Lifestyle has a say in workout

Extreme exercising not safe: Experts

- KANIZA GARARI | DC

The intensity of a workout depends on the lifestyle of a person. Sedentary, moderately active and active lifestyles demand different levels of exertion in the gym.

For women, who lead a sedentary or a moderately active lifestyles, weight-lifting can be done up to 4 kg, while the ideal weight that women can lift is 5 to 7 kg. Similarly, for men in the same category, weight-lifting can be done up to 10 to 12 kg.

Dr B. Nitin Kumar, a senior orthopaedi­c and sports medicine expert at Yashoda Hospital, said, “A sudden increase in the workout has to be avoided. We see one case of intense workout damage ever week. Extreme exercises like cross fit are the hot pick among gymgoers. But it is not safe as many people think. Extreme workouts have potential dangers of muscle tear and fatigue.”

Teenagers and middle-aged men and women push their bodies too hard. Pain, nausea and vomiting are the results of overexerti­on.

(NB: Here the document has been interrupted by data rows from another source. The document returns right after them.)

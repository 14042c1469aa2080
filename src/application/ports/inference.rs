//! Inference Engine Port - 远程推理服务抽象
//!
//! 定义音乐生成与语音合成的抽象接口，具体实现在 infrastructure/adapters 层

use async_trait::async_trait;
use thiserror::Error;

use crate::domain::{Credential, Prompt};

/// 推理错误
#[derive(Debug, Error)]
pub enum InferenceError {
    #[error("Network error: {0}")]
    NetworkError(String),

    #[error("Request timeout")]
    Timeout,

    #[error("Response status code does not indicate success: {status} {body}")]
    Status { status: u16, body: String },

    #[error("Empty response from {0}")]
    EmptyResponse(String),

    #[error("Invalid response: {0}")]
    InvalidResponse(String),
}

impl InferenceError {
    /// 非成功状态码（如果有）
    pub fn status(&self) -> Option<u16> {
        match self {
            Self::Status { status, .. } => Some(*status),
            _ => None,
        }
    }
}

/// 推理任务类型
#[derive(Debug, Clone, Copy, PartialEq, Eq)]
pub enum InferenceKind {
    Music,
    Voiceover,
}

impl std::fmt::Display for InferenceKind {
    fn fmt(&self, f: &mut std::fmt::Formatter<'_>) -> std::fmt::Result {
        match self {
            InferenceKind::Music => write!(f, "music"),
            InferenceKind::Voiceover => write!(f, "voiceover"),
        }
    }
}

/// Inference Engine Port
///
/// 两个操作结构相同：提交提示文本，返回原始音频字节
#[async_trait]
pub trait InferenceEnginePort: Send + Sync {
    /// 生成音乐（MP3）
    async fn generate_music(&self, prompt: &Prompt) -> Result<Vec<u8>, InferenceError>;

    /// 生成旁白（WAV）
    async fn generate_voiceover(&self, prompt: &Prompt) -> Result<Vec<u8>, InferenceError>;

    /// 按类型分派
    async fn generate(
        &self,
        kind: InferenceKind,
        prompt: &Prompt,
    ) -> Result<Vec<u8>, InferenceError> {
        match kind {
            InferenceKind::Music => self.generate_music(prompt).await,
            InferenceKind::Voiceover => self.generate_voiceover(prompt).await,
        }
    }
}

/// 为一次运行创建推理引擎
///
/// 引擎在运行期间由编排器持有，运行结束时释放
pub trait InferenceEngineFactory: Send + Sync {
    fn connect(
        &self,
        credential: &Credential,
    ) -> Result<Box<dyn InferenceEnginePort>, InferenceError>;
}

Dr Sajjad Sheikh, a specialist in sports medicine, said, “If a person has been a couch potato for a decade, jumping onto extreme workout is not going to help. The training has to be gradual. There are many young executives who are travelling most of the time. They must opt for a moderate cardio exercise.”

The worst life-threatenin­g injury to gymgoers is rhabdomyol­ysis. This occurs due to a breakdown of muscle tissues. The breakdown of the muscle leads to the release of myoglobin, which is a protein, into the blood stream. This can poison kidneys and lead to a kidney failure. The symptoms include muscle pains, weakness, vomiting and confusion.

Dr Rama Krishna, a neuro physiother­apist, noted, “Rhabdomyol­ysis can be prevented by drinking fluids before and after an intense workout. This helps dilute the urine and helps kidneys eliminate myoglobin that the muscles may have released during an intense workout.”

Dr B. Nitin Kumar added, “The load on the muscle should be increased gradually. Start with smaller weights. Repeat it till you are able to handle it comfortabl­y. Then proceed to the next level. Moderation is pivotal for a healthy exercise routine.”